> Aim of the task
In the records below, work out how many lines hold the word "StateConflict". Report the number alone.

> Data for processing

=-=-=-=-=

//! Concurrent dog profile storage with per-profile fine-grained locking.
//!
//! [`DogRegistry`] stores all registered profiles in a `HashMap` where each
//! entry is individually protected by a [`tokio::sync::RwLock`]. This
//! allows concurrent reads on the same profile and concurrent writes on
//! different profiles.

use std::collections::HashMap;
use std::sync::Arc;

use tokio::sync::RwLock;

use super::DogId;
use super::dog::DogProfile;
use super::UserId;
use crate::error::MatchError;

/// Central store for all registered dog profiles.
///
/// Uses a `RwLock<HashMap<...>>` for the outer map and per-entry
/// `Arc<RwLock<DogProfile>>` for fine-grained per-dog locking.
///
/// # Concurrency
///
/// - Multiple tasks may read the same profile concurrently.
/// - Writes to different profiles are concurrent.
/// - Writes to the same profile are serialized.
#[derive(Debug)]
pub struct DogRegistry {
    dogs: RwLock<HashMap<DogId, Arc<RwLock<DogProfile>>>>,
}

impl DogRegistry {
    /// Creates an empty registry.
    #[must_use]
    pub fn new() -> Self {
        Self {
            dogs: RwLock::new(HashMap::new()),
        }
    }

    /// Inserts a new profile into the registry.
    ///
    /// # Errors
    ///
    /// Returns [`MatchError::Validation`] if a profile with the same ID
    /// already exists (should never happen with UUID v4).
    pub async fn insert(&self, profile: DogProfile) -> Result<DogId, MatchError> {
        let dog_id = profile.id;
        let mut map = self.dogs.write().await;
        if map.contains_key(&dog_id) {
            return Err(MatchError::Validation(format!(
                "dog {dog_id} already exists"
            )));
        }
        map.insert(dog_id, Arc::new(RwLock::new(profile)));
        Ok(dog_id)
    }

    /// Returns a shared reference to the profile behind a per-dog lock.
    ///
    /// # Errors
    ///
    /// Returns [`MatchError::DogNotFound`] if no profile with the given ID
    /// exists.
    pub async fn get(&self, dog_id: DogId) -> Result<Arc<RwLock<DogProfile>>, MatchError> {
        let map = self.dogs.read().await;
        map.get(&dog_id)
            .cloned()
            .ok_or(MatchError::DogNotFound(dog_id))
    }

    /// Returns all profiles owned by `owner_id`.
    pub async fn list_owned_by(&self, owner_id: UserId) -> Vec<DogProfile> {
        let map = self.dogs.read().await;
        let mut profiles = Vec::new();
        for entry_lock in map.values() {
            let entry = entry_lock.read().await;
            if entry.owner_id == owner_id {
                profiles.push(entry.clone());
            }
        }
        profiles
    }

    /// Returns all visible profiles owned by someone other than `viewer`.
    ///
    /// This is the candidate base set: hidden profiles and the viewer's own
    /// dogs never appear.
    pub async fn visible_candidates_for(&self, viewer: UserId) -> Vec<DogProfile> {
        let map = self.dogs.read().await;
        let mut profiles = Vec::new();
        for entry_lock in map.values() {
            let entry = entry_lock.read().await;
            if entry.visible && entry.owner_id != viewer {
                profiles.push(entry.clone());
            }
        }
        profiles
    }

    /// Returns a snapshot of every registered profile.
    pub async fn all(&self) -> Vec<DogProfile> {
        let map = self.dogs.read().await;
        let mut profiles = Vec::new();
        for entry_lock in map.values() {
            let entry = entry_lock.read().await;
            profiles.push(entry.clone());
        }
        profiles
    }

    /// Returns the number of registered profiles.
    pub async fn len(&self) -> usize {
        self.dogs.read().await.len()
    }

    /// Returns `true` if the registry contains no profiles.
    pub async fn is_empty(&self) -> bool {
        self.dogs.read().await.is_empty()
    }
}

impl Default for DogRegistry {
    fn default() -> Self {
        Self::new()
    }
}

#[cfg(test)]
#[allow(clippy::panic)]
mod tests {
    use super::*;
    use crate::domain::dog::{DogAttributes, Gender};

    fn make_profile(owner_id: UserId) -> DogProfile {
        DogProfile::new(
            owner_id,
            "Rex".to_string(),
            DogAttributes {
                breed: Some("Boxer".to_string()),
                gender: Some(Gender::Male),
                ..DogAttributes::default()
            },
        )
    }

    #[tokio::test]
    async fn insert_and_get() {
        let registry = DogRegistry::new();
        let profile = make_profile(UserId::new());
        let id = profile.id;

        let result = registry.insert(profile).await;
        assert!(result.is_ok());
        assert_eq!(result.unwrap_or_default(), id);

        let fetched = registry.get(id).await;
        assert!(fetched.is_ok());
    }

    #[tokio::test]
    async fn get_nonexistent_returns_error() {
        let registry = DogRegistry::new();
        let result = registry.get(DogId::new()).await;
        assert!(matches!(result, Err(MatchError::DogNotFound(_))));
    }

    #[tokio::test]
    async fn list_owned_by_filters_on_owner() {
        let registry = DogRegistry::new();
        let owner = UserId::new();
        let _ = registry.insert(make_profile(owner)).await;
        let _ = registry.insert(make_profile(owner)).await;
        let _ = registry.insert(make_profile(UserId::new())).await;

        let owned = registry.list_owned_by(owner).await;
        assert_eq!(owned.len(), 2);
        assert!(owned.iter().all(|p| p.owner_id == owner));
    }

    #[tokio::test]
    async fn candidates_exclude_hidden_and_own_dogs() {
        let registry = DogRegistry::new();
        let viewer = UserId::new();
        let _ = registry.insert(make_profile(viewer)).await;

        let other_owner = UserId::new();
        let visible = make_profile(other_owner);
        let visible_id = visible.id;
        let _ = registry.insert(visible).await;

        let mut hidden = make_profile(other_owner);
        hidden.visible = false;
        let _ = registry.insert(hidden).await;

        let candidates = registry.visible_candidates_for(viewer).await;
        assert_eq!(candidates.len(), 1);
        assert!(candidates.iter().any(|p| p.id == visible_id));
    }

    #[tokio::test]
    async fn len_and_is_empty() {
        let registry = DogRegistry::new();
        assert!(registry.is_empty().await);
        assert_eq!(registry.len().await, 0);

        let _ = registry.insert(make_profile(UserId::new())).await;
        assert!(!registry.is_empty().await);
        assert_eq!(registry.len().await, 1);
    }
}
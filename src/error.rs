//! Service error types with HTTP status code mapping.
//!
//! [`MatchError`] is the central error type for the service. Each variant
//! maps to a specific HTTP status code and structured JSON error response.

use axum::http::StatusCode;
use axum::response::{IntoResponse, Response};
use serde::Serialize;
use utoipa::ToSchema;

use crate::domain::{DogId, MatchId, MatchStatus};

/// Structured JSON error response body.
///
/// All error responses follow this shape:
/// ```json
/// {
///   "error": {
///     "code": 4002,
///     "message": "invalid transition from declined to accepted",
///     "details": null
///   }
/// }
/// ```
#[derive(Debug, Serialize, ToSchema)]
pub struct ErrorResponse {
    /// Structured error payload.
    pub error: ErrorBody,
}

/// Inner error body with numeric code and human-readable message.
#[derive(Debug, Serialize, ToSchema)]
pub struct ErrorBody {
    /// Numeric error code (see code ranges on [`MatchError`]).
    pub code: u32,
    /// Human-readable error message.
    pub message: String,
    /// Optional additional details.
    #[serde(skip_serializing_if = "Option::is_none")]
    pub details: Option<String>,
}

/// Server-side error enum with HTTP status code mapping.
///
/// # Error Code Ranges
///
/// | Range     | Category            | HTTP Status               |
/// |-----------|---------------------|---------------------------|
/// | 1000–1999 | Validation          | 400 Bad Request           |
/// | 2000–2999 | Not Found           | 404 Not Found             |
/// | 3000–3999 | Server / Store      | 500 Internal Server Error |
/// | 4000–4999 | Authorization/State | 403 Forbidden / 409 Conflict |
#[derive(Debug, thiserror::Error)]
pub enum MatchError {
    /// Request validation failed before any state was touched.
    #[error("invalid request: {0}")]
    Validation(String),

    /// Target status string is not one of the seven enumerated values.
    #[error("unsupported match status: {0}")]
    InvalidStatus(String),

    /// Outcome string is not one of `success`, `failed`, `no_show`.
    #[error("unsupported outcome: {0}")]
    InvalidOutcome(String),

    /// Dog with the given ID was not found or is not visible to the actor.
    #[error("dog not found: {0}")]
    DogNotFound(DogId),

    /// Match with the given ID was not found or is not visible to the actor.
    #[error("match not found: {0}")]
    MatchNotFound(MatchId),

    /// Actor is not permitted to perform this transition.
    #[error("not allowed: {0}")]
    Authorization(String),

    /// The current status does not permit the attempted transition.
    #[error("invalid transition from {from} to {to}")]
    StateConflict {
        /// Status the match is currently in.
        from: MatchStatus,
        /// Status the transition targeted.
        to: MatchStatus,
    },

    /// Persistence layer failure.
    #[error("storage error: {0}")]
    Store(String),

    /// Internal server error.
    #[error("internal error: {0}")]
    Internal(String),
}

impl MatchError {
    /// Returns the numeric error code for this variant.
    #[must_use]
    pub const fn error_code(&self) -> u32 {
        match self {
            Self::Validation(_) => 1001,
            Self::InvalidStatus(_) => 1002,
            Self::InvalidOutcome(_) => 1003,
            Self::DogNotFound(_) => 2001,
            Self::MatchNotFound(_) => 2002,
            Self::Internal(_) => 3000,
            Self::Store(_) => 3001,
            Self::Authorization(_) => 4001,
            Self::StateConflict { .. } => 4002,
        }
    }

    /// Returns the HTTP status code for this variant.
    #[must_use]
    pub const fn status_code(&self) -> StatusCode {
        match self {
            Self::Validation(_) | Self::InvalidStatus(_) | Self::InvalidOutcome(_) => {
                StatusCode::BAD_REQUEST
            }
            Self::DogNotFound(_) | Self::MatchNotFound(_) => StatusCode::NOT_FOUND,
            Self::Authorization(_) => StatusCode::FORBIDDEN,
            Self::StateConflict { .. } => StatusCode::CONFLICT,
            Self::Store(_) | Self::Internal(_) => StatusCode::INTERNAL_SERVER_ERROR,
        }
    }
}

impl IntoResponse for MatchError {
    fn into_response(self) -> Response {
        let status = self.status_code();
        let body = ErrorResponse {
            error: ErrorBody {
                code: self.error_code(),
                message: self.to_string(),
                details: None,
            },
        };
        let mut response = axum::Json(body).into_response();
        *response.status_mut() = status;
        response
    }
}

#[cfg(test)]
#[allow(clippy::panic)]
mod tests {
    use super::*;
    use crate::domain::MatchStatus;

    #[test]
    fn validation_maps_to_bad_request() {
        let err = MatchError::Validation("missing match id".to_string());
        assert_eq!(err.status_code(), StatusCode::BAD_REQUEST);
        assert_eq!(err.error_code(), 1001);
    }

    #[test]
    fn not_found_maps_to_404() {
        let err = MatchError::MatchNotFound(MatchId::new());
        assert_eq!(err.status_code(), StatusCode::NOT_FOUND);
        assert_eq!(err.error_code(), 2002);
    }

    #[test]
    fn authorization_maps_to_forbidden() {
        let err = MatchError::Authorization("only the requested party may accept".to_string());
        assert_eq!(err.status_code(), StatusCode::FORBIDDEN);
        assert_eq!(err.error_code(), 4001);
    }

    #[test]
    fn state_conflict_maps_to_conflict() {
        let err = MatchError::StateConflict {
            from: MatchStatus::Declined,
            to: MatchStatus::Accepted,
        };
        assert_eq!(err.status_code(), StatusCode::CONFLICT);
        assert_eq!(err.to_string(), "invalid transition from declined to accepted");
    }

    #[test]
    fn store_maps_to_internal() {
        let err = MatchError::Store("connection refused".to_string());
        assert_eq!(err.status_code(), StatusCode::INTERNAL_SERVER_ERROR);
        assert_eq!(err.error_code(), 3001);
    }
}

=-=-=-=-=

> Reply
4